• **INSTRUCTIONS TO FOLLOW**: Work through the entries below and show every line in which "await" is found.

------------------------------------------------------------

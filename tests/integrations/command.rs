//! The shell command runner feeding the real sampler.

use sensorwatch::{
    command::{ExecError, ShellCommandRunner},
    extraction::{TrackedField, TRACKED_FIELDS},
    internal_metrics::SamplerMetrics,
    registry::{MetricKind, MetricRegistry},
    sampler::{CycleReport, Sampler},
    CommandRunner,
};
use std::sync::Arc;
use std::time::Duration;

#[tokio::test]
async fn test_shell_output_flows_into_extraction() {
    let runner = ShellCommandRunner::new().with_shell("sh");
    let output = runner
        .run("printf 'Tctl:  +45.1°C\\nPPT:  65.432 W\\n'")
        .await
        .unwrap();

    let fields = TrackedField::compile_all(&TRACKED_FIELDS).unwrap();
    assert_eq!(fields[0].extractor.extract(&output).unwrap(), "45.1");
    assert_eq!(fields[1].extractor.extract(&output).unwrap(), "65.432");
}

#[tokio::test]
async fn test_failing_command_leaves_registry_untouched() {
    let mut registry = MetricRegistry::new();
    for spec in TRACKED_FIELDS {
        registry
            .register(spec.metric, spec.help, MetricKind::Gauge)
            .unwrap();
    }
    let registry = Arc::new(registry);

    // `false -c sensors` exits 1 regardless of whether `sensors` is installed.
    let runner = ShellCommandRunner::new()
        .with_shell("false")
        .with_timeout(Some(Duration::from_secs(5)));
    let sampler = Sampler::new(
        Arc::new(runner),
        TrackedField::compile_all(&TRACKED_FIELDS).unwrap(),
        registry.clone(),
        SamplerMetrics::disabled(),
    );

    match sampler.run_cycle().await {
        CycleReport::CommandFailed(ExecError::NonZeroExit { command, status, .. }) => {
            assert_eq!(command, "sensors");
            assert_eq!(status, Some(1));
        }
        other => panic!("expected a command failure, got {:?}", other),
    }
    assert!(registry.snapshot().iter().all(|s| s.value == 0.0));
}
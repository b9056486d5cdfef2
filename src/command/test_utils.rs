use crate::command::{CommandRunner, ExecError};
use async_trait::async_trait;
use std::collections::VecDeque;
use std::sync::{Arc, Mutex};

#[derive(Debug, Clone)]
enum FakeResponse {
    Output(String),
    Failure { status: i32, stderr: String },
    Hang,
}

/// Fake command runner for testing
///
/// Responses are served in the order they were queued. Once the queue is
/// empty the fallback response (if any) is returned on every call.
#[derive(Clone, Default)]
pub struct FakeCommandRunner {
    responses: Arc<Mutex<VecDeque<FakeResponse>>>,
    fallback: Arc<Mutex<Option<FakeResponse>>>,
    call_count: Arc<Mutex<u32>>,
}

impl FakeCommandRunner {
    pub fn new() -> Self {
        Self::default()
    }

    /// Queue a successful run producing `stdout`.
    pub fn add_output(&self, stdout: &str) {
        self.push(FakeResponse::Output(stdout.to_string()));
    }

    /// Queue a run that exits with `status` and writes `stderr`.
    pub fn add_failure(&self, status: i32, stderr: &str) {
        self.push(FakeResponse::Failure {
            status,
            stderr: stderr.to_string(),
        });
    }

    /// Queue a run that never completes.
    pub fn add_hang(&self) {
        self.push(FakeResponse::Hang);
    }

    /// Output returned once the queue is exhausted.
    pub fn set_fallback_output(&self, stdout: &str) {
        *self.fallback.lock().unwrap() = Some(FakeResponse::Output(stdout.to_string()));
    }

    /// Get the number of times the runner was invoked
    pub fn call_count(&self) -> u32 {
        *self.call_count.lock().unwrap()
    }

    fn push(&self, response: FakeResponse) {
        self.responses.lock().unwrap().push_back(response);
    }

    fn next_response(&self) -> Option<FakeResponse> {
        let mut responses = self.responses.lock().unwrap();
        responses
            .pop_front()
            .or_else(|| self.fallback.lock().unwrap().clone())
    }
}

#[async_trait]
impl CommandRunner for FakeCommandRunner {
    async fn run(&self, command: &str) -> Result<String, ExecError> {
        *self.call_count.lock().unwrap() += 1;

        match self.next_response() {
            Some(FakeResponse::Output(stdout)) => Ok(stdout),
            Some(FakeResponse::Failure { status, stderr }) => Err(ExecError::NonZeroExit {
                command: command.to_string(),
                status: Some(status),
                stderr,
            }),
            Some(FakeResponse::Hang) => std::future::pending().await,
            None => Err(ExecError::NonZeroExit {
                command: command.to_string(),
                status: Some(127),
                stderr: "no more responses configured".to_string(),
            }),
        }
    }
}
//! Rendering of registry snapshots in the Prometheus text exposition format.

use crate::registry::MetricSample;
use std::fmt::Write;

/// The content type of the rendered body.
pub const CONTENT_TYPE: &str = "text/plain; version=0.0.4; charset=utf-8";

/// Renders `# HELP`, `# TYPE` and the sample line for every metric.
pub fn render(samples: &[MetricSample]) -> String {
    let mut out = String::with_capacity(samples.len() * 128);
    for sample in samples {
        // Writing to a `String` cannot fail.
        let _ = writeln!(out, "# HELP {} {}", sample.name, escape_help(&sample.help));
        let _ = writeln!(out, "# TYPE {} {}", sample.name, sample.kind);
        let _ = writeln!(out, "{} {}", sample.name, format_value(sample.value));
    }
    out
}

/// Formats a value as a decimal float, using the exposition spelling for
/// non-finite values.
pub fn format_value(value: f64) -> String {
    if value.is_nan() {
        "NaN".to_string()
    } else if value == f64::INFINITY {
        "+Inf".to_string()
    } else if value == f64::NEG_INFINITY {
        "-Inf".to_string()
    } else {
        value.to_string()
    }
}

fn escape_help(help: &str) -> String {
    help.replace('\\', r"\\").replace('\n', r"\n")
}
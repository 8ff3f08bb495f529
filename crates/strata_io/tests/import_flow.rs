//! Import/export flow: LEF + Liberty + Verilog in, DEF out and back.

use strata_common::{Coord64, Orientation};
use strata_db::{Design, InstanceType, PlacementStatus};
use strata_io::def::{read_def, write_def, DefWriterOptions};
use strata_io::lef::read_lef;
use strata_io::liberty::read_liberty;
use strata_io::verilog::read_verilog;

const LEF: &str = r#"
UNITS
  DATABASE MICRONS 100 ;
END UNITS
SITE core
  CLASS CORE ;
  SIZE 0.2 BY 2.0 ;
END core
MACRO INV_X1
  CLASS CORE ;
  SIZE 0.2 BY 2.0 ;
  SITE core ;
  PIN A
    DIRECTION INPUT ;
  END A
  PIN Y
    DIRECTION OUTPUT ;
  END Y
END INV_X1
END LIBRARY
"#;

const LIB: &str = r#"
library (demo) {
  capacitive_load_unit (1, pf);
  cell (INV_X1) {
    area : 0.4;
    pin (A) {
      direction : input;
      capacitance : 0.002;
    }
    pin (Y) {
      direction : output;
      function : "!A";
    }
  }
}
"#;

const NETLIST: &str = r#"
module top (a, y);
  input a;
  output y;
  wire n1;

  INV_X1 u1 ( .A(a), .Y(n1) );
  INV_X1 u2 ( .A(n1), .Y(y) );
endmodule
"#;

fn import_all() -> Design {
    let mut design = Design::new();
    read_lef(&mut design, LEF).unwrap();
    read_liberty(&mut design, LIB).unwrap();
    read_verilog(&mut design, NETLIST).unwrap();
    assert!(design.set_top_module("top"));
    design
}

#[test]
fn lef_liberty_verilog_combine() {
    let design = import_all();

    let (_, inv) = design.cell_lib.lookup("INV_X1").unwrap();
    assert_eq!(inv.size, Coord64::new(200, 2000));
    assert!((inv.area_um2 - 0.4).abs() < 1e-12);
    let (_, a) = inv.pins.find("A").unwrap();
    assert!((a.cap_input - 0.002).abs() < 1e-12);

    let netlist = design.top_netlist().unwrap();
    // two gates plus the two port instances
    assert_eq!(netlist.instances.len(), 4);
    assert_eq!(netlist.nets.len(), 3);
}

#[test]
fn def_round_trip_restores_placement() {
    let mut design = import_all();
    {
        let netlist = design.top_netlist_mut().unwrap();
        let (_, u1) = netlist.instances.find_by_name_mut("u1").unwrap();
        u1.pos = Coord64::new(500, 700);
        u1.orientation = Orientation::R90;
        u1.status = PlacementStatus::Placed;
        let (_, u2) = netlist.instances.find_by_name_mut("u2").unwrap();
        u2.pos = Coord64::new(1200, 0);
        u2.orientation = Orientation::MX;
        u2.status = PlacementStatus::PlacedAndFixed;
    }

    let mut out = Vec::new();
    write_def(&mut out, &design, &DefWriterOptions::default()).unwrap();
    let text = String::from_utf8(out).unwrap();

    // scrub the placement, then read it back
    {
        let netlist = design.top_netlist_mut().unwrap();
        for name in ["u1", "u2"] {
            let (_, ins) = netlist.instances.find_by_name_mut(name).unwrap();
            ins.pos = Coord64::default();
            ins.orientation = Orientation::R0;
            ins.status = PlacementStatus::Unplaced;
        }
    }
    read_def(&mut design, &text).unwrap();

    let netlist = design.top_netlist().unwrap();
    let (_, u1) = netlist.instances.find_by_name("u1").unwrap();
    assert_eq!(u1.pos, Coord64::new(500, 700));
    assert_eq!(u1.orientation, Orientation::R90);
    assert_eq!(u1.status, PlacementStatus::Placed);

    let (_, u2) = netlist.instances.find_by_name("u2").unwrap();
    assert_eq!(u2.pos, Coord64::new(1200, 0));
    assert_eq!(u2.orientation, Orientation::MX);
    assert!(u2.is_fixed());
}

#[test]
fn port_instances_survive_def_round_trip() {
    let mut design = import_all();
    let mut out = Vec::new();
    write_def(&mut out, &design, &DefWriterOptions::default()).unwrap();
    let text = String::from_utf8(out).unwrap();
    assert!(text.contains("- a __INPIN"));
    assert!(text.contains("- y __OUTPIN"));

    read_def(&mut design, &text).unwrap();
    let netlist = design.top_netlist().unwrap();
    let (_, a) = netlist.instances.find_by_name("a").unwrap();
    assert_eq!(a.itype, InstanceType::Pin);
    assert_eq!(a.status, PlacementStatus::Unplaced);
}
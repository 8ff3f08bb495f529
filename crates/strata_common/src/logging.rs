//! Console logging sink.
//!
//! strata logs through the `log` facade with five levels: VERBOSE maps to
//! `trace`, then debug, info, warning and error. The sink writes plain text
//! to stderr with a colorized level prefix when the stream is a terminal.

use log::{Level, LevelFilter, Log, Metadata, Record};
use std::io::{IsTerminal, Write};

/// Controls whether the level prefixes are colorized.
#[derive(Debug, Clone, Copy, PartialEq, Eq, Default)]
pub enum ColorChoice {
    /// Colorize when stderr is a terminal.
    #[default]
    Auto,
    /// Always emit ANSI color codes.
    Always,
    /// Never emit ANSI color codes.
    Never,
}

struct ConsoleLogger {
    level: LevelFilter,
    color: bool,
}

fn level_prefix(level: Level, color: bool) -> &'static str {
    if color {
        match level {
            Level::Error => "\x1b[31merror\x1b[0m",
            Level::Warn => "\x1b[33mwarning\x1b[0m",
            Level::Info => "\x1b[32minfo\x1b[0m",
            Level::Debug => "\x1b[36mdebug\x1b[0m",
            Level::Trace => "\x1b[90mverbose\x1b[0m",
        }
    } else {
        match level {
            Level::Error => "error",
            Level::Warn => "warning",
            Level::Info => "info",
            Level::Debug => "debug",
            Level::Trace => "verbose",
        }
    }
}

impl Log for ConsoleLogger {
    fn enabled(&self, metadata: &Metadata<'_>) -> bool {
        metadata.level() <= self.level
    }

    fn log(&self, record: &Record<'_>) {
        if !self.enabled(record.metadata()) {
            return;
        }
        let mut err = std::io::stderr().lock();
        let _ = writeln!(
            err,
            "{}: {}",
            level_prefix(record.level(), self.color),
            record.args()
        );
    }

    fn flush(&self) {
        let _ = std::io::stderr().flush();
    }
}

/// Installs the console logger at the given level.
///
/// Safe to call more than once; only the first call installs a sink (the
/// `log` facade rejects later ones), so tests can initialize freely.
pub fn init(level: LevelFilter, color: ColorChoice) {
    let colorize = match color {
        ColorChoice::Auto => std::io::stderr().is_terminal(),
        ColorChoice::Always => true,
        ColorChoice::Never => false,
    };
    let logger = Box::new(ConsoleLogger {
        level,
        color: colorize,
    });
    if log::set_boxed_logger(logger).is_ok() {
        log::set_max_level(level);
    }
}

------------------------------------------------------------

• **TASK RESPONSE**:
        .await
    match sampler.run_cycle().await {
            Some(FakeResponse::Hang) => std::future::pending().await,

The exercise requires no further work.